“Why didn’t you tell them?”
“How could I?” he whispered. “She’d have freaked out and gone sideways. I don’t know what he would have done. It didn’t matter then. I’m not sure it matters now.”
“How could it not matter now?” I leaned forward and put my hand on his shoulder. “Phelan, they know the truth. Of course it matters. It impacts their entire lives from this day forward and the life of that baby.”
“Babies,” Phelan said softly, his voice distant. “There will be two.”
“Two?” I blurted, blinking rapidly. “Two? How do you know there’s two?”
Evan as I asked the question, I knew he was right. I could see Cameron and Neve cradling two bundles, one dark like Neve and the other with Cameron’s looks. I could see them running in the fields, chasing after the dogs, after the sheep, my own son and Tala’s children—oh god, five at once, how are we going to cope with that?—laughing and happy in the autumn sunshine.

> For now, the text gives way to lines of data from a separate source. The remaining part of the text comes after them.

use axum::{extract::State, Extension, Json};
use leadgen_core::{AppSettings, KeyPresence, PitchModel, SettingsUpdate};
use serde::Serialize;

use crate::middleware::RequestId;

use super::{map_store_error, ApiError, ApiResponse, AppState};

/// Settings as reported to clients. Key values never leave the server.
#[derive(Debug, Serialize)]
pub(super) struct SettingsView {
    pitch_model: PitchModel,
    keys: KeyPresence,
}

impl From<&AppSettings> for SettingsView {
    fn from(settings: &AppSettings) -> Self {
        Self {
            pitch_model: settings.pitch_model,
            keys: settings.key_presence(),
        }
    }
}

pub(super) async fn get_settings(
    State(state): State<AppState>,
    Extension(req_id): Extension<RequestId>,
) -> Result<Json<ApiResponse<SettingsView>>, ApiError> {
    let settings = state
        .settings()
        .map_err(|e| map_store_error(req_id.0.clone(), &e))?;
    Ok(ApiResponse::new(req_id.0, SettingsView::from(&settings)))
}

pub(super) async fn update_settings(
    State(state): State<AppState>,
    Extension(req_id): Extension<RequestId>,
    Json(update): Json<SettingsUpdate>,
) -> Result<Json<ApiResponse<SettingsView>>, ApiError> {
    let mut settings = state
        .settings()
        .map_err(|e| map_store_error(req_id.0.clone(), &e))?;
    settings.apply(update);
    settings
        .save(state.store.as_ref())
        .map_err(|e| map_store_error(req_id.0.clone(), &e))?;
    tracing::info!(pitch_model = %settings.pitch_model, "settings updated");

    Ok(ApiResponse::new(req_id.0, SettingsView::from(&settings)))
}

“There was a legend, wasn’t there?” I asked in a bare whisper. “There’s a legend or a prophecy or something that you knew, that you read, something. Something you never talked about, never told anyone.”
“There are some burdens that I’ve had to shoulder alone,” he said, his eyes closed. “There are things that Seamus knew, that he told me, that I’ve never been able to share. This…this was one of them, Marin. He knew. Somehow, he knew, even all those years ago, what would happen someday—with his sister and with his many times over grandson.” He sighed and opened his eyes again, staring at me tiredly, seeming like the weight of the entire world had settled on his shoulders again. “I never thought that I’d ever have to deal with it, though. I thought I’d somehow get myself killed before I ever needed to.”
“Phelan, you should have told me,” Neve said, at my shoulder now, staring down at her cousin. His fingers twined through mine and squeezed hard.
“You weren’t ready,” he whispered.
“And I never will be,” Neve countered. “But that doesn’t mean that you shouldn’t have told me. I deserved to know. Cameron deserved to know.”
“What would it have changed?” Phelan asked, staring up at her.
“I don’t know,” Neve said. “But we’ll never find out, now.”
“And that’s the way it should be,” Phelan said. “That’s the way it should be. Things should happen the way they’re meant to happen, with or without our knowledge.”
There was a lie in his eyes that Neve didn’t see, but I did. My lips thinned and my fingers tightened around his.
There are some things that are meant to be changed. Nothing is certain.
Everything changes. Everything changes.